When We Lack Identity

Throughout the medical community’s history those used in experiments not only lost their autonomy but their identity as well. Many were not seen as people, and didn’t even have their name reported. This lack of identity was used to erase people’s ability to tell their stories and speak out at the pain they endured. Without an identity, these people could not be found, could not be traced, and at times could not say “no”. 

In Medical Apartheid Harriet Washington speaks on this lack of identity in several chapters, many spanning several decades. When speaking about James Marion Sims, Washington notes the name of two out of the eleven enslaved women Sims did his experiments on. Seventeen year old Anarcha and another woman by the name of Lucy. The other nine women are not named, even though the pain of what they experienced is (pg. 63-65). In another chapter Washington speaks about the 1960 bioterrorism inflected on the Carver Village, there she mentions this: “After the story broke in the 1890s, victims came forward, but news accounts tended not to name them. In 1959, for example, one unnamed black woman had fainted after a swarming ‘dark cloud of mosquitoes’ covered her thickly.” (pg. 361-362). The news not covering the names of those coming forward strips them once more of their identity, of them being able to say “this is me and this is what I went through.” It strips away a part of their humanity and their ability to be seen as human. Instead it kept them in the dark, unable to be seen by others. When speaking on the radiation experiments in 1944, Washington is quick to mention the code used for the unwilling and unknowing people involved. Instead of using the subject’s name they were designated as “HP” for “human product”, and then given a number to correspond to that. In the case of Ebb Cade, he became HP-12, a title that completely stripped him of his humanity (pg. 216-219). Cade in turn became a human product, one of many on a list of people who like him had become nameless, faceless, and a means to an end. A human product, yet the human part was ignored and the product emphasized. 

Many notable authors have made commentary on the loss of identity that leads to being dehumanized. Percival Everett makes note of this in his novel Zulus. Alice Achitophel, pregnant and held captive is visited by Body-woman Rima.

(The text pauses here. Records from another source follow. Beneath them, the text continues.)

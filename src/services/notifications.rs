use std::sync::Arc;

use async_trait::async_trait;
use serde_json::{json, Map, Value};
use tokio::sync::oneshot;

use super::{registry::ConnectionRegistry, RequestHandler, Service, ServiceError};
use crate::models::notifications::Notification;
use crate::repositories::NotificationRepository;

/// Event name used for every pushed notification.
pub const NOTIFICATION_EVENT: &str = "notification";

pub enum NotificationRequest {
    /// Fire-and-forget: persisted, then pushed if the user is connected.
    Notify {
        user_id: i64,
        kind: String,
        message: String,
        context: Value,
    },
    ListNotifications {
        user_id: i64,
        unread_only: bool,
        response: oneshot::Sender<Result<Vec<Notification>, ServiceError>>,
    },
    MarkAllRead {
        user_id: i64,
        response: oneshot::Sender<Result<u64, ServiceError>>,
    },
}

#[derive(Clone)]
pub struct NotificationRequestHandler {
    repository: Arc<dyn NotificationRepository>,
    registry: ConnectionRegistry,
}

impl NotificationRequestHandler {
    pub fn new(repository: Arc<dyn NotificationRepository>, registry: ConnectionRegistry) -> Self {
        NotificationRequestHandler {
            repository,
            registry,
        }
    }

    /// Returns whether the event reached a live connection. The stored row is
    /// the durable record either way.
    pub async fn notify(
        &self,
        user_id: i64,
        kind: &str,
        message: &str,
        context: Value,
    ) -> Result<bool, ServiceError> {
        let notification = self
            .repository
            .insert_notification(user_id, kind, message)
            .await?;

        let mut payload = match context {
            Value::Object(map) => map,
            Value::Null => Map::new(),
            other => {
                let mut map = Map::new();
                map.insert("context".to_string(), other);
                map
            }
        };
        payload.insert("id".to_string(), json!(notification.id));
        payload.insert("type".to_string(), json!(notification.kind));
        payload.insert("message".to_string(), json!(notification.message));

        let delivered = self
            .registry
            .emit_to_user(user_id, NOTIFICATION_EVENT, Value::Object(payload));
        if !delivered {
            log::debug!("User {} is offline, {} stored only", user_id, kind);
        }

        Ok(delivered)
    }

    pub async fn list_notifications(
        &self,
        user_id: i64,
        unread_only: bool,
    ) -> Result<Vec<Notification>, ServiceError> {
        Ok(self
            .repository
            .list_notifications(user_id, unread_only)
            .await?)
    }

    pub async fn list_unread(&self, user_id: i64) -> Result<Vec<Notification>, ServiceError> {
        self.list_notifications(user_id, true).await
    }

    pub async fn mark_all_read(&self, user_id: i64) -> Result<u64, ServiceError> {
        Ok(self.repository.mark_all_read(user_id).await?)
    }
}

#[async_trait]
impl RequestHandler<NotificationRequest> for NotificationRequestHandler {
    async fn handle_request(&self, request: NotificationRequest) {
        match request {
            NotificationRequest::Notify {
                user_id,
                kind,
                message,
                context,
            } => {
                if let Err(e) = self.notify(user_id, &kind, &message, context).await {
                    log::error!("Could not record {} for user {}: {}", kind, user_id, e);
                }
            }
            NotificationRequest::ListNotifications {
                user_id,
                unread_only,
                response,
            } => {
                let result = self.list_notifications(user_id, unread_only).await;
                let _ = response.send(result);
            }
            NotificationRequest::MarkAllRead { user_id, response } => {
                let result = self.mark_all_read(user_id).await;
                let _ = response.send(result);
            }
        }
    }
}

pub struct NotificationService;

impl NotificationService {
    pub fn new() -> Self {
        NotificationService {}
    }
}

#[async_trait]
impl Service<NotificationRequest, NotificationRequestHandler> for NotificationService {}
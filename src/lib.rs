pub mod models;
pub mod repositories;
pub mod services;
pub mod settings;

Body-woman Rima, ignoring Alice Achitophel’s desire to leave, says “You are a vehicle and nothing more…” (pg 105) referring to Alice Achitophel only being a means to an end, in this case bringing forth new life. Alice Achitophel is not seen as a person to Body-woman Rima, and therefore she is only given the value that Body-woman Rima believes her to have. This reduction of value, to seeing Alice Achitophel as something less than human, mirrors the same way scientists and doctors striped their patients of value. Alice Achitophel is not given the proper identity and respect she as a person deserves, much like those who were forced into these situations. Later while running and hiding from these rebels, Alice Achitophel will take on the name of a dead baby. Alice Achitophel becomes Ester MacAree and loses her identity completely (pgs. 170-171). This allows her to blend back into society, but also keeps her from speaking about the truth of the rebel camps. That they saw her as just as much as an object as the state does. She lacks her true identity and with it the power of being able to speak on what happened to her. Alice Achitophel was an experiment to the rebels, as they waited to see if she would give birth to the baby they longed for. That was the only thing they cared about; not Alice, not her story, or her voice. Instead they ignored Alice Achitophel and her wishes, choosing to see her as a vehicle, a human product. 

Percival Everett was not the only author to notice this. Writing in memoriam of an enslaved man, Marilyn Nelson tells the story of Fortune, in her Manumission Requiem Fortune’s Bones. After death, Fortune’s body and bones were passed on from doctor to doctor, generation to generation of the Porter family. Nelson explains: “At some point-no one knows when- ‘Larry’ was written on the skull. Fortune’s name was forgotten for nearly a century.” (pg. 20).  The loss of identity that Fortune faces, in turn allows for what he went through to be obscured and forgotten. Identity is critical to being able to give these stories a voice, to put a person behind the pain, and acknowledge what they went through. Without that identity there is no way to give back and restore peace to the individuals who had to watch their own identity and rights be taken from them. How can we correct the injustices done to people like Fortune if we can’t even start with a name?

Recently on a blog post, I was speaking of a character and I chronically spelled her name wrong, erasing who she was and replacing her with someone else. I had taken her identity from her. Even off the page, we must ensure we continually work to protect other’s identity, make sure their voice remains attached to them, that way when they need to raise it and tell their story, they can. A lack of identity paves the way for a person to lose their rights, to be seen as a “human product” or a “vehicle”, a means to an end, no matter their wishes. Without us making sure this doesn’t happen, we leave the door open for history to repeat itself.